Public Order Act (Northern Ireland) 1951
- Parliament of Northern Ireland
- Long title: An Act to make certain provision with respect to the maintenance of public order and the prevention of disturbance of public meetings, and for purposes connected with the matters aforesaid.
- Citation: 1951 c. 19 (N.I.)

Dates
- Royal assent: 23 August 1951

Other legislation
- Amended by: Public Order (Amendment) Act (Northern Ireland) 1970;
- Repealed by: Public Order (Northern Ireland) Order 1981;
- Relates to: Public Meeting Act 1908; Civil Authorities (Special Powers) Act (Northern Ireland) 1922; Flags and Emblems (Display) Act (Northern Ireland) 1954; Public Order (Northern Ireland) Order 1987;

Status: Repealed

= Public Order Act (Northern Ireland) 1951 =

Northern Irish legislation

The Public Order Act (Northern Ireland) 1951 (c. 19 (N.I.)) was an act of the Parliament of Northern Ireland. The act concerned meetings and 'non traditional' parades, although a 1970 amendment considerably broadened the act's scope to include paramilitary groups and weaponry.

==Provisions==
The first section of the act required any person or persons organising a public procession to give 48 hours' notice to a senior officer of the Royal Ulster Constabulary (RUC). The only exceptions were funeral processions and "public processions which are customarily held along a particular route". Failing to give notice was an offence against the act. Any senior RUC officer who decided that the procession might lead to a breach of the peace or serious public disorder could order the route to be changed.

A Minister of Home Affairs who felt that rerouting would not be sufficient to prevent serious disorder could make an order banning any or all parades in that area.

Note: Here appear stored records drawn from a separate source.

//! Telemetry Module
//!
//! In-process counters for analyses served: outcomes, risk level mix,
//! which risk factors fire, latency. No wallet addresses are stored.

use serde::{Deserialize, Serialize};
use std::collections::{BTreeMap, HashMap};
use std::fs;
use std::path::{Path, PathBuf};
use std::sync::atomic::{AtomicU64, Ordering};
use std::sync::RwLock;

use crate::models::types::{RiskLevel, RiskVerdict, NO_RISK_FACTORS};

/// Aggregated statistics
#[derive(Debug, Clone, Serialize, Deserialize, Default, PartialEq)]
pub struct TelemetryStats {
    /// Wallets scored successfully
    pub total_analyzed: u64,
    /// Analyses that ended in an error
    pub total_failed: u64,
    pub low_risk: u64,
    pub medium_risk: u64,
    pub high_risk: u64,
    /// How often each risk factor appeared
    pub factor_counts: BTreeMap<String, u64>,
    pub avg_latency_ms: f64,
    /// Unix seconds
    pub period_start: i64,
    pub period_end: i64,
}

impl TelemetryStats {
    /// One-line summary for logs
    pub fn summary(&self) -> String {
        format!(
            "📊 analyzed={} failed={} ({} {} / {} {} / {} {}) avg_latency={:.1}ms",
            self.total_analyzed,
            self.total_failed,
            RiskLevel::Low.emoji(),
            self.low_risk,
            RiskLevel::Medium.emoji(),
            self.medium_risk,
            RiskLevel::High.emoji(),
            self.high_risk,
            self.avg_latency_ms
        )
    }
}

pub struct TelemetryCollector {
    total_analyzed: AtomicU64,
    total_failed: AtomicU64,
    low_risk: AtomicU64,
    medium_risk: AtomicU64,
    high_risk: AtomicU64,
    total_latency_ms: AtomicU64,
    factor_counts: RwLock<HashMap<String, u64>>,
    session_start: i64,
}

impl TelemetryCollector {
    pub fn new() -> Self {
        Self {
            total_analyzed: AtomicU64::new(0),
            total_failed: AtomicU64::new(0),
            low_risk: AtomicU64::new(0),
            medium_risk: AtomicU64::new(0),
            high_risk: AtomicU64::new(0),
            total_latency_ms: AtomicU64::new(0),
            factor_counts: RwLock::new(HashMap::new()),
            session_start: chrono::Utc::now().timestamp(),
        }
    }

    /// Record a completed analysis
    pub fn record_analysis(&self, verdict: &RiskVerdict, latency_ms: u64) {
        self.total_analyzed.fetch_add(1, Ordering::Relaxed);
        self.total_latency_ms.fetch_add(latency_ms, Ordering::Relaxed);

        let level_counter = match verdict.risk_level {
            RiskLevel::Low => &self.low_risk,
            RiskLevel::Medium => &self.medium_risk,
            RiskLevel::High => &self.high_risk,
        };
        level_counter.fetch_add(1, Ordering::Relaxed);

        if let Ok(mut counts) = self.factor_counts.write() {
            for factor in verdict.risk_factors.iter().filter(|f| *f != NO_RISK_FACTORS) {
                *counts.entry(factor.clone()).or_insert(0) += 1;
            }
        }
    }

    /// Record a failed analysis
    pub fn record_failure(&self, latency_ms: u64) {
        self.total_failed.fetch_add(1, Ordering::Relaxed);
        self.total_latency_ms.fetch_add(latency_ms, Ordering::Relaxed);
    }

    pub fn get_stats(&self) -> TelemetryStats {
        let total_analyzed = self.total_analyzed.load(Ordering::Relaxed);
        let total_failed = self.total_failed.load(Ordering::Relaxed);
        let total_latency = self.total_latency_ms.load(Ordering::Relaxed);
        let attempts = total_analyzed + total_failed;

        let avg_latency_ms = if attempts > 0 {
            total_latency as f64 / attempts as f64
        } else {
            0.0
        };

        let factor_counts = self
            .factor_counts
            .read()
            .map(|counts| counts.iter().map(|(k, v)| (k.clone(), *v)).collect())
            .unwrap_or_default();

        TelemetryStats {
            total_analyzed,
            total_failed,
            low_risk: self.low_risk.load(Ordering::Relaxed),
            medium_risk: self.medium_risk.load(Ordering::Relaxed),
            high_risk: self.high_risk.load(Ordering::Relaxed),
            factor_counts,
            avg_latency_ms,
            period_start: self.session_start,
            period_end: chrono::Utc::now().timestamp(),
        }
    }

    /// Write current stats to `<dir>/stats_<unix>.json`
    pub fn export_stats_json(&self, dir: &Path) -> Result<PathBuf, std::io::Error> {
        fs::create_dir_all(dir)?;
        let stats = self.get_stats();
        let path = dir.join(format!("stats_{}.json", stats.period_end));
        fs::write(&path, serde_json::to_string_pretty(&stats)?)?;
        Ok(path)
    }
}

impl Default for TelemetryCollector {
    fn default() -> Self {
        Self::new()
    }
}
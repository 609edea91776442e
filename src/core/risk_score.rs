//! Risk Scoring Module
//!
//! Maps a `FeatureVector` to a `RiskVerdict`. Scoring sits behind the
//! [`RiskScorer`] trait so a learned model can replace the rule table
//! without touching callers or the feature contract.
//!
//! Rule table (each rule independent and additive, evaluated in order):
//!
//! | # | Condition                                   | Points |
//! |---|---------------------------------------------|--------|
//! | 1 | new account AND more than 50 transactions   | +30    |
//! | 2 | more than 10 transactions per day           | +20    |
//! | 3 | high value variance flag                    | +15    |
//! | 4 | failed ratio above 0.1                      | +25    |
//! | 5 | incoming ratio above 0.7 AND > 20 txns      | +25    |
//!
//! Score bands: 0-33 low, 34-66 medium, 67-100 high.

use serde::{Deserialize, Serialize};
use std::collections::BTreeMap;
use std::fmt;
use std::path::Path;
use std::str::FromStr;
use std::sync::Arc;
use tracing::{debug, info, warn};

use crate::models::errors::{AppError, AppResult};
use crate::models::types::{FeatureVector, RiskVerdict};

/// Strategy seam for turning features into a verdict.
///
/// Implementations must be pure: the same vector always yields the same verdict.
pub trait RiskScorer: Send + Sync {
    fn predict_risk(&self, features: &FeatureVector) -> RiskVerdict;

    /// Whether the scorer runs on learned parameters.
    /// Informational only; verdict semantics never depend on it.
    fn is_trained(&self) -> bool {
        false
    }

    fn name(&self) -> &'static str;
}

// ============================================
// RULE TABLE
// ============================================

/// One row of the deterministic rule table
#[derive(Clone, Copy)]
pub struct ScoringRule {
    pub id: u8,
    pub points: u32,
    pub factor: &'static str,
    pub condition: fn(&FeatureVector) -> bool,
}

impl fmt::Debug for ScoringRule {
    fn fmt(&self, f: &mut fmt::Formatter<'_>) -> fmt::Result {
        f.debug_struct("ScoringRule")
            .field("id", &self.id)
            .field("points", &self.points)
            .field("factor", &self.factor)
            .finish()
    }
}

pub static RULES: [ScoringRule; 5] = [
    ScoringRule {
        id: 1,
        points: 30,
        factor: "New account with high activity",
        condition: new_account_with_high_activity,
    },
    ScoringRule {
        id: 2,
        points: 20,
        factor: "High transaction frequency",
        condition: high_transaction_frequency,
    },
    ScoringRule {
        id: 3,
        points: 15,
        factor: "High transaction value volatility",
        condition: high_value_volatility,
    },
    ScoringRule {
        id: 4,
        points: 25,
        factor: "High failed transaction ratio",
        condition: high_failed_ratio,
    },
    ScoringRule {
        id: 5,
        points: 25,
        factor: "Mixer-like behavior pattern",
        condition: mixer_like_pattern,
    },
];

fn new_account_with_high_activity(f: &FeatureVector) -> bool {
    f.is_new_account == 1 && f.total_txns > 50
}

fn high_transaction_frequency(f: &FeatureVector) -> bool {
    f.txn_frequency > 10.0
}

fn high_value_volatility(f: &FeatureVector) -> bool {
    f.high_variance == 1
}

fn high_failed_ratio(f: &FeatureVector) -> bool {
    f.failed_txn_ratio > 0.1
}

fn mixer_like_pattern(f: &FeatureVector) -> bool {
    f.incoming_txn_ratio > 0.7 && f.total_txns > 20
}

/// Fixed deterministic rule table
#[derive(Debug, Clone, Copy, Default)]
pub struct RuleBasedScorer;

impl RuleBasedScorer {
    pub fn new() -> Self {
        Self
    }

    /// Rules whose condition holds, in table order
    pub fn triggered_rules<'a>(
        &self,
        features: &'a FeatureVector,
    ) -> impl Iterator<Item = &'static ScoringRule> + 'a {
        RULES.iter().filter(move |rule| (rule.condition)(features))
    }
}

impl RiskScorer for RuleBasedScorer {
    fn predict_risk(&self, features: &FeatureVector) -> RiskVerdict {
        let mut points = 0u32;
        let mut factors = Vec::new();

        for rule in self.triggered_rules(features) {
            debug!(rule = rule.id, points = rule.points, "Rule triggered: {}", rule.factor);
            points += rule.points;
            factors.push(rule.factor.to_string());
        }

        RiskVerdict::from_points(points, factors)
    }

    fn name(&self) -> &'static str {
        "rules"
    }
}

// ============================================
// LEARNED SCORER
// ============================================

fn default_factor_threshold() -> f64 {
    0.5
}

/// Logistic model over named features, loaded from JSON:
///
/// ```json
/// { "bias": -3.0, "weights": { "failed_txn_ratio": 8.0 }, "factor_threshold": 0.5 }
/// ```
#[derive(Debug, Clone, PartialEq, Serialize, Deserialize)]
pub struct LinearModel {
    pub bias: f64,
    pub weights: BTreeMap<String, f64>,
    /// Minimum contribution (in logits) for a feature to be reported
    #[serde(default = "default_factor_threshold")]
    pub factor_threshold: f64,
}

impl LinearModel {
    /// Load and validate a weights file
    pub fn from_file(path: &Path) -> AppResult<Self> {
        let raw = std::fs::read_to_string(path).map_err(|e| {
            AppError::model_load_failed(format!("Cannot read {}: {}", path.display(), e))
        })?;
        let model: Self = serde_json::from_str(&raw).map_err(|e| {
            AppError::model_load_failed(format!("Invalid model {}: {}", path.display(), e))
        })?;
        model.validate()?;
        Ok(model)
    }

    /// Every weight must name a known feature and be finite
    pub fn validate(&self) -> AppResult<()> {
        if !self.bias.is_finite() {
            return Err(AppError::model_load_failed("Model bias is not finite"));
        }
        for (name, weight) in &self.weights {
            if !FeatureVector::NUMERIC_FEATURES.contains(&name.as_str()) {
                return Err(AppError::model_load_failed(format!(
                    "Unknown feature in model: {}",
                    name
                )));
            }
            if !weight.is_finite() {
                return Err(AppError::model_load_failed(format!(
                    "Weight for {} is not finite",
                    name
                )));
            }
        }
        Ok(())
    }

    /// Per-feature contributions (weight × value) in feature order
    pub fn contributions(&self, features: &FeatureVector) -> Vec<(&'static str, f64)> {
        features
            .numeric_features()
            .into_iter()
            .filter_map(|(name, value)| self.weights.get(name).map(|w| (name, w * value)))
            .collect()
    }
}

/// Scorer backed by a `LinearModel`. Without a model it scores with the
/// rule table, so swapping it in changes nothing until weights exist.
#[derive(Debug, Clone, Default)]
pub struct LearnedScorer {
    model: Option<LinearModel>,
    fallback: RuleBasedScorer,
}

impl LearnedScorer {
    pub fn untrained() -> Self {
        Self::default()
    }

    pub fn from_model(model: LinearModel) -> AppResult<Self> {
        model.validate()?;
        Ok(Self {
            model: Some(model),
            fallback: RuleBasedScorer,
        })
    }

    pub fn load(path: &Path) -> AppResult<Self> {
        let model = LinearModel::from_file(path)?;
        info!(
            "🤖 Loaded risk model from {} ({} weights)",
            path.display(),
            model.weights.len()
        );
        Self::from_model(model)
    }

    pub fn model(&self) -> Option<&LinearModel> {
        self.model.as_ref()
    }
}

impl RiskScorer for LearnedScorer {
    fn predict_risk(&self, features: &FeatureVector) -> RiskVerdict {
        let Some(model) = &self.model else {
            return self.fallback.predict_risk(features);
        };

        let mut contributions = model.contributions(features);
        let logit = model.bias + contributions.iter().map(|(_, c)| c).sum::<f64>();
        let probability = 1.0 / (1.0 + (-logit).exp());
        let points = (probability * 100.0).round() as u32;

        contributions.retain(|(_, c)| *c > model.factor_threshold);
        contributions.sort_by(|a, b| {
            b.1.partial_cmp(&a.1)
                .unwrap_or(std::cmp::Ordering::Equal)
                .then_with(|| a.0.cmp(b.0))
        });

        let factors = contributions
            .into_iter()
            .map(|(name, contribution)| format!("Model signal: {} ({:+.2})", name, contribution))
            .collect();

        debug!(logit, points, "Learned model scored wallet");
        RiskVerdict::from_points(points, factors)
    }

    fn is_trained(&self) -> bool {
        self.model.is_some()
    }

    fn name(&self) -> &'static str {
        "learned"
    }
}

// ============================================
// STRATEGY SELECTION
// ============================================

/// Configured scoring strategy
#[derive(Debug, Clone, Copy, PartialEq, Eq, Default)]
pub enum ScorerKind {
    #[default]
    Rules,
    Learned,
}

impl FromStr for ScorerKind {
    type Err = String;

    fn from_str(s: &str) -> Result<Self, Self::Err> {
        match s.trim().to_lowercase().as_str() {
            "rules" | "rule_based" => Ok(Self::Rules),
            "learned" | "model" => Ok(Self::Learned),
            other => Err(format!("unknown scorer: {}", other)),
        }
    }
}

/// Build the configured scorer
pub fn build_scorer(kind: ScorerKind, model_path: Option<&Path>) -> AppResult<Arc<dyn RiskScorer>> {
    match (kind, model_path) {
        (ScorerKind::Rules, _) => Ok(Arc::new(RuleBasedScorer::new())),
        (ScorerKind::Learned, Some(path)) => Ok(Arc::new(LearnedScorer::load(path)?)),
        (ScorerKind::Learned, None) => {
            warn!("⚠️ RISK_SCORER=learned without RISK_MODEL_PATH, falling back to rule table");
            Ok(Arc::new(LearnedScorer::untrained()))
        }
    }
}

The act also made it an offence to say or do anything insulting, threatening or abusive at a public meeting or procession; to display anything which would be likely to cause a breach of the peace; or to act in a disorderly manner during a lawful public meeting for the purpose of preventing the purpose of the meeting. Anyone convicted of an offence under the act could be fined up to £500 or be imprisoned for up to two years, depending on which section the offence was under and the nature of the offence.

The original 1951 act exempted processions without specific leaders, though this was amended in 1970.

==Amendment==

The act was amended by the Public Order (Amendment) Act (Northern Ireland) 1970 (c. 4 (N.I.)) in response to the beginning of the Troubles.

The 1970 act made it an offence to participate in an unlawful procession. The act increased the time before a procession that organisers were required to give to the Royal Ulster Constabulary from 48 hours to 72 hours.

The 1970 act made it an offence to attempt to prevent, hinder or annoy a legal procession. The minister became able to ban a procession or a counter-demonstration. This was in response to increasing counter-demonstrations.

The definition of procession was widened by the 1970 act to include processions of cars.

==Repeal==
The act was repealed by the Public Order (Northern Ireland) Order 1981 (SI 1981/609), an order in council made by the British government during the period of direct rule. The Public Order (Northern Ireland) Order 1987 (SI 1987/463) removed the "traditional processions" exemption and required all parade organisers to give seven days notice to the RUC.

==Effects==
The act took over the governance and control of parades in Northern Ireland from the Civil Authorities (Special Powers) Act (Northern Ireland) 1922 (12 & 13 Geo. 5. c. 5 (N.I.)). Although a 'customary' parade was never defined, most commentators agree that the clause exempting these parades privileged Orange Order and other Protestant/loyalist marches, as under the Special Powers Act, they had generally been allowed to go wherever they liked, but nationalist and republican parades had been restricted to Catholic-dominated areas. Although loyalist parades were occasionally banned before the beginning of the Troubles, that was very unusual and tended to do severe career damage to the minister who enacted the ban. Once the Troubles broke out, the act was used to ban all parades in Northern Ireland for several periods from 1969 to 1972. It remained relatively unusual for loyalist parades to be specifically banned, but their rerouting became much more common.

The 1951 act allowed the Royal Ulster Constabulary to significantly restrict displays of the Flag of Ireland.